I trust you'll be posting that same first sentence on all the more pro monarchy leaning threads on MN then? You wouldn't want it to look like it's not actually the duplication you have a problem with.

Culldesack · 09/09/2022 09:27

angeIica · 09/09/2022 09:26

The irony goes off the radar on this one 🙄

I don't think it does.

You're correct. I should have said it goes off the scale. 👍

Culldesack · 09/09/2022 09:29

PerfectlyPreservedQuagaarWarrior · 09/09/2022 09:26

I trust you'll be posting that same first sentence on all the more pro monarchy leaning threads on MN then? You wouldn't want it to look like it's not actually the duplication you have a problem with.

Yes, if people are asking if they are being unreasonable. I may even cut and paste other bits of mine, seeings as I will be using them a lot.

Handsoffmyrights · 09/09/2022 09:30

I feel the same. I have a lot of stress and worry at the moment that is making me upset.
My mother phoned me in tears saying "it's such a shock." I gave her some words of comfort, but thought that it wasn't a shock that a 96 year old woman has died.
It makes me appear cold hearted, but I just can't feel it.

PerfectlyPreservedQuagaarWarrior · 09/09/2022 09:31

Culldesack · 09/09/2022 09:29

Yes, if people are asking if they are being unreasonable. I may even cut and paste other bits of mine, seeings as I will be using them a lot.

Just AIBU? There's plenty of duplication in Chat too. Surely they also deserve to be included in this drive for efficiency?

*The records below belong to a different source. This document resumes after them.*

//! Wire types and boundary adapters for the permwatch classifier.
//!
//! This crate is shared by the engine and its drivers (replay harness,
//! embedding code) to prevent schema drift. The engine works only with
//! the normalized types defined here; duck-typed host values are
//! converted at the boundary by [`normalize_status`] and
//! [`Capabilities::probe`], so internal logic never branches on
//! field-naming variance.

use chrono::Utc;
use serde::{Deserialize, Serialize};
use serde_json::Value;

/// Snapshot value of the declarative permission-status API.
///
/// `Unknown` is only ever the engine-side initial value; it never
/// appears on the wire.
#[derive(Debug, Clone, Copy, PartialEq, Eq, Serialize, Deserialize, Default)]
#[serde(rename_all = "lowercase")]
pub enum PermissionState {
    Prompt,
    Granted,
    Denied,
    #[default]
    Unknown,
}

impl PermissionState {
    pub fn as_str(&self) -> &'static str {
        match self {
            PermissionState::Prompt => "prompt",
            PermissionState::Granted => "granted",
            PermissionState::Denied => "denied",
            PermissionState::Unknown => "unknown",
        }
    }

    /// Parses a raw status string. Accepts `"default"` as an alias for
    /// the prompt state (older hosts report it that way).
    pub fn from_str(value: &str) -> Option<Self> {
        match value {
            "prompt" | "default" => Some(PermissionState::Prompt),
            "granted" => Some(PermissionState::Granted),
            "denied" => Some(PermissionState::Denied),
            _ => None,
        }
    }
}

/// Typed failure delivered by the imperative request API.
#[derive(Debug, Clone, Copy, PartialEq, Eq)]
pub enum ErrorCode {
    PermissionDenied,
    PositionUnavailable,
    Timeout,
}

impl ErrorCode {
    pub fn from_code(code: u8) -> Option<Self> {
        match code {
            1 => Some(ErrorCode::PermissionDenied),
            2 => Some(ErrorCode::PositionUnavailable),
            3 => Some(ErrorCode::Timeout),
            _ => None,
        }
    }

    pub fn code(&self) -> u8 {
        match self {
            ErrorCode::PermissionDenied => 1,
            ErrorCode::PositionUnavailable => 2,
            ErrorCode::Timeout => 3,
        }
    }
}

/// Which observation channel produced a report.
#[derive(Debug, Clone, Copy, PartialEq, Eq, Serialize, Deserialize)]
#[serde(rename_all = "lowercase")]
pub enum Source {
    /// The declarative status-observation channel.
    Api,
    /// The imperative request/response channel.
    Callback,
}

/// A host feature the engine may rely on.
#[derive(Debug, Clone, Copy, PartialEq, Eq, Serialize, Deserialize)]
#[serde(rename_all = "lowercase")]
pub enum Capability {
    Query,
    Request,
    Revoke,
}

/// Availability flags for the declarative permission surface.
#[derive(Debug, Clone, Copy, PartialEq, Eq, Default, Serialize, Deserialize)]
pub struct Capabilities {
    pub query: bool,
    pub request: bool,
    pub revoke: bool,
}

impl Capabilities {
    /// Inspects a duck-typed host descriptor once and yields the three
    /// availability flags. A missing or non-object `permissions`
    /// member yields all-false. Pure; never fails.
    pub fn probe(host: &Value) -> Capabilities {
        let Some(permissions) = host.get("permissions").filter(|value| value.is_object()) else {
            return Capabilities::default();
        };

        Capabilities {
            query: member_supported(permissions, "query"),
            request: member_supported(permissions, "request"),
            revoke: member_supported(permissions, "revoke"),
        }
    }

    pub fn all() -> Capabilities {
        Capabilities {
            query: true,
            request: true,
            revoke: true,
        }
    }
}

fn member_supported(permissions: &Value, name: &str) -> bool {
    match permissions.get(name) {
        Some(Value::Bool(flag)) => *flag,
        Some(Value::Null) | None => false,
        Some(_) => true,
    }
}

/// Classified terminal outcome for one request/observation cycle.
///
/// Each value is terminal for its cycle but not for the watcher that
/// emitted it; watchers stay live for the lifetime of the page.
#[derive(Debug, Clone, Copy, PartialEq, Eq, Serialize, Deserialize)]
#[serde(rename_all = "snake_case")]
pub enum Outcome {
    /// Page loaded; no observation has been made yet.
    Unknown,
    /// A logical permission request was started.
    Requested,
    /// The declarative status API is not supported by this host.
    Unavailable,
    /// Initial snapshot found the permission already granted.
    StartingGranted,
    /// Initial snapshot found the permission already denied.
    StartingDenied,
    /// Initial snapshot found the user has never been prompted.
    NotYetPrompted,
    /// Grant with human-scale latency: the user answered a prompt.
    UserGranted,
    /// Grant faster than a human could react: cached or automatic.
    AutoGranted,
    /// Denial with human-scale latency.
    UserDenied,
    /// Denial faster than a human could react.
    AutoDenied,
    /// Non-permission failure with human-scale latency.
    UserFailed,
    /// Non-permission failure faster than a human could react.
    AutoFailed,
    /// Request succeeded without prompting; a stored grant applied.
    GrantedFromStorage,
    /// Request failed without prompting; a stored denial applied.
    DeniedFromStorage,
    /// Permission was granted outside this page's own request flow.
    GrantedElsewhere,
    /// Permission was denied outside this page's own request flow.
    DeniedElsewhere,
    /// Permission was reset to prompt outside this page's request flow.
    ResetElsewhere,
    /// A state change arrived while a request was in flight; buffered.
    Deferred,
    /// The user dismissed the prompt without answering it.
    UserDismissed,
    /// The browser suppressed the prompt outright.
    BrowserBlocked,
    /// Granted at the browser level but blocked by the OS.
    GrantedButOs,
    /// Page unloaded almost immediately after requesting.
    FastNavigate,
    /// Page unloaded after the prompt had been visible a while.
    SlowNavigate,
}

/// One reporter delivery: a classified outcome plus optional timing.
#[derive(Debug, Clone, PartialEq, Eq, Serialize, Deserialize)]
pub struct Report {
    pub source: Source,
    pub outcome: Outcome,
    #[serde(skip_serializing_if = "Option::is_none")]
    #[serde(default)]
    pub elapsed_ms: Option<u64>,
}

/// A [`Report`] stamped with the wall-clock time it was emitted, for
/// replay output and logs.
#[derive(Debug, Clone, Serialize, Deserialize)]
pub struct StampedReport {
    pub recorded_at: String,
    #[serde(flatten)]
    pub report: Report,
}

impl StampedReport {
    pub fn now(report: Report) -> StampedReport {
        StampedReport {
            recorded_at: Utc::now().to_rfc3339(),
            report,
        }
    }
}

/// Capability support line emitted alongside outcome reports.
#[derive(Debug, Clone, PartialEq, Eq, Serialize, Deserialize)]
pub struct CapabilityReport {
    pub capability: Capability,
    pub supported: bool,
}

#[derive(Debug, thiserror::Error)]
pub enum ProtocolError {
    #[error("malformed script line: {0}")]
    MalformedLine(#[from] serde_json::Error),

    #[error("unknown error code: {0}")]
    UnknownErrorCode(u8),

    #[error("malformed status value: {0}")]
    MalformedStatus(String),
}

/// Normalizes a duck-typed status value into a [`PermissionState`].
///
/// Hosts disagree on the field name (`state` vs `status`) and some
/// report a bare string; all three shapes are accepted here so the
/// engine never sees the variance.
pub fn normalize_status(value: &Value) -> Result<PermissionState, ProtocolError> {
    let raw = match value {
        Value::String(raw) => raw.as_str(),
        Value::Object(fields) => fields
            .get("state")
            .or_else(|| fields.get("status"))
            .and_then(|field| field.as_str())
            .ok_or_else(|| {
                ProtocolError::MalformedStatus("object carries no state or status string".into())
            })?,
        other => {
            return Err(ProtocolError::MalformedStatus(format!(
                "expected string or object, got {}",
                other
            )))
        }
    };

    PermissionState::from_str(raw)
        .ok_or_else(|| ProtocolError::MalformedStatus(format!("unrecognized state {:?}", raw)))
}

/// Optional first line of a replay script: the host surface and a
/// threshold override.
#[derive(Debug, Serialize, Deserialize)]
#[serde(deny_unknown_fields)]
pub struct ScriptHeader {
    pub host: Value,
    #[serde(default)]
    pub threshold_ms: Option<u64>,
}

/// One externally delivered event in a replay script.
#[derive(Debug, Serialize, Deserialize)]
pub struct ScriptEvent {
    /// Absolute manual-clock position for this event, in milliseconds.
    #[serde(default)]
    pub at_ms: Option<u64>,
    #[serde(flatten)]
    pub action: ScriptAction,
}

#[derive(Debug, Serialize, Deserialize)]
#[serde(tag = "event", rename_all = "snake_case")]
pub enum ScriptAction {
    /// Page load: compat report plus the initial status query.
    Startup,
    /// The UI started a logical permission request.
    Initiate,
    /// The in-flight request primitive resolved successfully.
    ResolveSuccess,
    /// The in-flight request primitive failed with a typed code.
    ResolveFailure { code: u8 },
    /// The status subscription delivered an independent change.
    ExternalChange { status: Value },
    /// The host answered an outstanding status query.
    Snapshot { status: Value },
    /// The page is being discarded.
    Unload,
    /// The UI asked for the permission to be reset.
    Revoke,
    /// Advance the manual clock without delivering anything.
    Advance { ms: u64 },
}

impl ScriptEvent {
    pub fn validate(&self) -> Result<(), ProtocolError> {
        match &self.action {
            ScriptAction::ResolveFailure { code } => {
                ErrorCode::from_code(*code).ok_or(ProtocolError::UnknownErrorCode(*code))?;
            }
            ScriptAction::ExternalChange { status } | ScriptAction::Snapshot { status } => {
                normalize_status(status)?;
            }
            _ => {}
        }
        Ok(())
    }
}

/// Parses and validates one replay script line.
pub fn parse_script_line(line: &str) -> Result<ScriptEvent, ProtocolError> {
    let event: ScriptEvent = serde_json::from_str(line)?;
    event.validate()?;
    Ok(event)
}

Culldesack · 09/09/2022 09:32

PerfectlyPreservedQuagaarWarrior · 09/09/2022 09:31

Just AIBU? There's plenty of duplication in Chat too. Surely they also deserve to be included in this drive for efficiency?

I don't read chat.

moisttoilettissue · 09/09/2022 09:32

I quietly cried at home for most of the evening which really surprised me. I wasn't performance grieving or plastering it all over social media, it just hit me in a way I didn't expect. I probably watched too much news yesterday, the final photos of her taken a few days ago really got me. It's just sad.